The problem:
The response must consist of each line in the listing that has the word "depots" in it.

Dataset excerpts:

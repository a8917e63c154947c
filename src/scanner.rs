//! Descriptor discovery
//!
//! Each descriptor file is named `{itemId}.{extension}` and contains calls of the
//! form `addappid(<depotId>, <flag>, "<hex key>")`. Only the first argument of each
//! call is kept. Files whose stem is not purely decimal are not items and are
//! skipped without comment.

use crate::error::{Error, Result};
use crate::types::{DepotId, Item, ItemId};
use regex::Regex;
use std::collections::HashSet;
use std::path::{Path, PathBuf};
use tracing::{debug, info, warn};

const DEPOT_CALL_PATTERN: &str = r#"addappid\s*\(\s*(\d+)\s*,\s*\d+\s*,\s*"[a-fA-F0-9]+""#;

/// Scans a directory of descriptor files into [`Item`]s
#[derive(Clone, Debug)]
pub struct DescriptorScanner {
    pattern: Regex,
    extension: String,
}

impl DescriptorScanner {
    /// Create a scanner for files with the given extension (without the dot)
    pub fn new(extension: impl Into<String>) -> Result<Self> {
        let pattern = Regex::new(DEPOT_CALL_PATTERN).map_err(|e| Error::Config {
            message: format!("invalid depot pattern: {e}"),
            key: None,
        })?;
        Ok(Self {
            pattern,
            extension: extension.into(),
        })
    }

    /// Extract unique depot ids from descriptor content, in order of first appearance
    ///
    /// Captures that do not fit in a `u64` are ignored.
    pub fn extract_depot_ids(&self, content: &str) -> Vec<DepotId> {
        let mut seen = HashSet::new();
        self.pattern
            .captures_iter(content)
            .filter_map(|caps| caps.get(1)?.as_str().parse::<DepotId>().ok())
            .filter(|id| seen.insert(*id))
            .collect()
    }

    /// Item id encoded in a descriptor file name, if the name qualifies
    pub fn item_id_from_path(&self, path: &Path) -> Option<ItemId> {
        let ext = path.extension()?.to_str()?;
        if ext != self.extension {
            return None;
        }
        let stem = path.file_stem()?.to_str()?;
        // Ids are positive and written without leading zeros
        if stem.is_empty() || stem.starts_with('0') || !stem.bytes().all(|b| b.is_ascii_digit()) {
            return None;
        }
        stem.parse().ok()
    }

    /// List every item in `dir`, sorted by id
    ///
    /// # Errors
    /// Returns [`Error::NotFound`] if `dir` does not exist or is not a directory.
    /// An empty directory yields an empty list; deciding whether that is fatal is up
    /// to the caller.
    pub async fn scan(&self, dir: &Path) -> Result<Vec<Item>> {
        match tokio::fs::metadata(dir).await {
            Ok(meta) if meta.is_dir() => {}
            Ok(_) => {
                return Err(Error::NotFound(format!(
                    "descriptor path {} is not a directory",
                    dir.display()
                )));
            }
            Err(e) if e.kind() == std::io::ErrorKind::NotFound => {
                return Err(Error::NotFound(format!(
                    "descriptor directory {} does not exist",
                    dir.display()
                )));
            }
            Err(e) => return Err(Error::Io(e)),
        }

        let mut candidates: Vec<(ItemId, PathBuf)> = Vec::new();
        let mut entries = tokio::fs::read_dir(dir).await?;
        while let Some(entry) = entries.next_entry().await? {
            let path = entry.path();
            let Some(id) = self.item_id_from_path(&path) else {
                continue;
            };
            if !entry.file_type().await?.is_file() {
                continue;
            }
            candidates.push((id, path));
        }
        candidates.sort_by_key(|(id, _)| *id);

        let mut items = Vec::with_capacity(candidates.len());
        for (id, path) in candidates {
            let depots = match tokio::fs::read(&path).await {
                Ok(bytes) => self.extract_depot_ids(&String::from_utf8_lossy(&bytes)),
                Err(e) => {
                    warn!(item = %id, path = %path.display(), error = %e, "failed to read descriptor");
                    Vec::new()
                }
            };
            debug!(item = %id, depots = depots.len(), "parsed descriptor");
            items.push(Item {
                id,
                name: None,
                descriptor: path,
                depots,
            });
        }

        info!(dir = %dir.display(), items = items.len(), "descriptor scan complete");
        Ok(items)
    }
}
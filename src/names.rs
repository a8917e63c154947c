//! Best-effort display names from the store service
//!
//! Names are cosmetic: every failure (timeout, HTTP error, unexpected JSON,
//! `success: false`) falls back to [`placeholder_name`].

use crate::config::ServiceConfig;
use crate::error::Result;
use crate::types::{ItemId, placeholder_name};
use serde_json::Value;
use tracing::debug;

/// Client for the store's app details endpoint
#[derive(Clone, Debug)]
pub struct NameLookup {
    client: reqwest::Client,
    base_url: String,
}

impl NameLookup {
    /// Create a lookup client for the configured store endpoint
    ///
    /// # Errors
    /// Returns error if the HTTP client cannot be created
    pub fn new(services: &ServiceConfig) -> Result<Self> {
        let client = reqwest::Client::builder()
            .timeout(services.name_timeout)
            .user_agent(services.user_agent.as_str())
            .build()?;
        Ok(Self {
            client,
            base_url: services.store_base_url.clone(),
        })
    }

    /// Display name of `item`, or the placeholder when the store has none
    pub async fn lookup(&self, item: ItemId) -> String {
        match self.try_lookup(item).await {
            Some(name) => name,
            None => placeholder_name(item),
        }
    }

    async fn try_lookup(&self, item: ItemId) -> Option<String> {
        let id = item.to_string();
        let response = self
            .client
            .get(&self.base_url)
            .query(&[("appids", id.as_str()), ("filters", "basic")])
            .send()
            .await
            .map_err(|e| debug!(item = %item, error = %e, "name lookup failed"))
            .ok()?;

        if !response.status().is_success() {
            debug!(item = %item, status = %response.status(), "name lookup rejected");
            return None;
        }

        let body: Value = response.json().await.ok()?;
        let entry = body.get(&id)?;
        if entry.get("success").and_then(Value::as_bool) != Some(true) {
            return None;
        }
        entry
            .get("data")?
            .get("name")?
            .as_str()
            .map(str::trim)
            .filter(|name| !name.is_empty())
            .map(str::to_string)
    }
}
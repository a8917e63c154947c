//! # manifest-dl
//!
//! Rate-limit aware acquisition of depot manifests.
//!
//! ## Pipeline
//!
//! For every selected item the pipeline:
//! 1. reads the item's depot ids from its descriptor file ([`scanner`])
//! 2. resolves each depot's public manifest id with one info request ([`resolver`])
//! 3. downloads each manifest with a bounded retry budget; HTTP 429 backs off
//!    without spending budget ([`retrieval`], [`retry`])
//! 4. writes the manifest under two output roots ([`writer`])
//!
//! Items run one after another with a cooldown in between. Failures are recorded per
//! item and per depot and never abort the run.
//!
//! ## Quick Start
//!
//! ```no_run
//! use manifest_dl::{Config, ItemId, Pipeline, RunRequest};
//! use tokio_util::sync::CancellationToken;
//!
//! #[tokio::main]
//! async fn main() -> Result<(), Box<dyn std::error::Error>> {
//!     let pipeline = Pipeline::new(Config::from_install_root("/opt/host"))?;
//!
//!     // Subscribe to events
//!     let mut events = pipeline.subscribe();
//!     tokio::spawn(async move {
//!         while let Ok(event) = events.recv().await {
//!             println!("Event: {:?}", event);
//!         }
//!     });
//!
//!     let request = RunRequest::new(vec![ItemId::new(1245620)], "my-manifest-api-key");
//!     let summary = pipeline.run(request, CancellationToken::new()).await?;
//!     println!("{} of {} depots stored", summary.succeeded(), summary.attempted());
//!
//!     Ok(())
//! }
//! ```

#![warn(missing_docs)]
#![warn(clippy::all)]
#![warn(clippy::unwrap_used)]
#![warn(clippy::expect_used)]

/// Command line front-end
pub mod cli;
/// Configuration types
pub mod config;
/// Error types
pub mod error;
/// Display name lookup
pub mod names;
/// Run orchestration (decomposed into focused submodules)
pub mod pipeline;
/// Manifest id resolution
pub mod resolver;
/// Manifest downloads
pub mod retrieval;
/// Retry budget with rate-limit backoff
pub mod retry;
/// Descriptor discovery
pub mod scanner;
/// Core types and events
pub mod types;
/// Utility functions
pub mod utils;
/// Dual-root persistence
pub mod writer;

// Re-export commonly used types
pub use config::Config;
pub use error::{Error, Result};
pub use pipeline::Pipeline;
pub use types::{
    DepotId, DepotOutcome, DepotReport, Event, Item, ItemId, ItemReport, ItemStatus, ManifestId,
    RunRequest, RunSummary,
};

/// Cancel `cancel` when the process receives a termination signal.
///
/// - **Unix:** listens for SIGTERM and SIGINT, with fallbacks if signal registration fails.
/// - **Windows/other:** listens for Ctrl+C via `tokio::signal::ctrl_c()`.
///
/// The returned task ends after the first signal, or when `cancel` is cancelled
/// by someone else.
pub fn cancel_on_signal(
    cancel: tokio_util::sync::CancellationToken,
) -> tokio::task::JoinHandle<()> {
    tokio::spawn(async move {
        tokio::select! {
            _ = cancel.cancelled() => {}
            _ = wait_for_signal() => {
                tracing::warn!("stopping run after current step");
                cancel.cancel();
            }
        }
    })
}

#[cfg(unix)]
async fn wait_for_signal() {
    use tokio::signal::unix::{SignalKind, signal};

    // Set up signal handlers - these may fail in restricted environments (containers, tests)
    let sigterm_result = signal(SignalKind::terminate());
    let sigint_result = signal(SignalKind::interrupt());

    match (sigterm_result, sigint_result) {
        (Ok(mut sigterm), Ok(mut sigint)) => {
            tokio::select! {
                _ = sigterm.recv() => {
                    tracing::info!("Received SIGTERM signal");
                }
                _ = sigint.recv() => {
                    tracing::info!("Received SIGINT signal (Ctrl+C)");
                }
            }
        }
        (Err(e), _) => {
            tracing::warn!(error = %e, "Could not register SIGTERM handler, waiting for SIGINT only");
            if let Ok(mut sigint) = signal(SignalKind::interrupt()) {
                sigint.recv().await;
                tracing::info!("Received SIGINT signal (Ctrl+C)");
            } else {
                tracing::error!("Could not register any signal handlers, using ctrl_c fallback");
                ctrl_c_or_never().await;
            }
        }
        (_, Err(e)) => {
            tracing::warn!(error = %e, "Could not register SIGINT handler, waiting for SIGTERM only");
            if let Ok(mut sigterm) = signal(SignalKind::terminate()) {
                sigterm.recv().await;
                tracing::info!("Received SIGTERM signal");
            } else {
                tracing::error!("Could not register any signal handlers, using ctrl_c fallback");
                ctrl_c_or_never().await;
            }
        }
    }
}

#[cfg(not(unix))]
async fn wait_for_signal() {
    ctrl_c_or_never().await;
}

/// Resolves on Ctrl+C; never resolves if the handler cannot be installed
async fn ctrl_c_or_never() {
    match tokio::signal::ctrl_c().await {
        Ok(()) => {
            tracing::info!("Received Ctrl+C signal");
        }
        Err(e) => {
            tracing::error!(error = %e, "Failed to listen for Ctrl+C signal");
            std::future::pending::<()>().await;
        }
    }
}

Response to the exercise:
            let depots = match tokio::fs::read(&path).await {
            debug!(item = %id, depots = depots.len(), "parsed descriptor");
                depots,
//!     println!("{} of {} depots stored", summary.succeeded(), summary.attempted());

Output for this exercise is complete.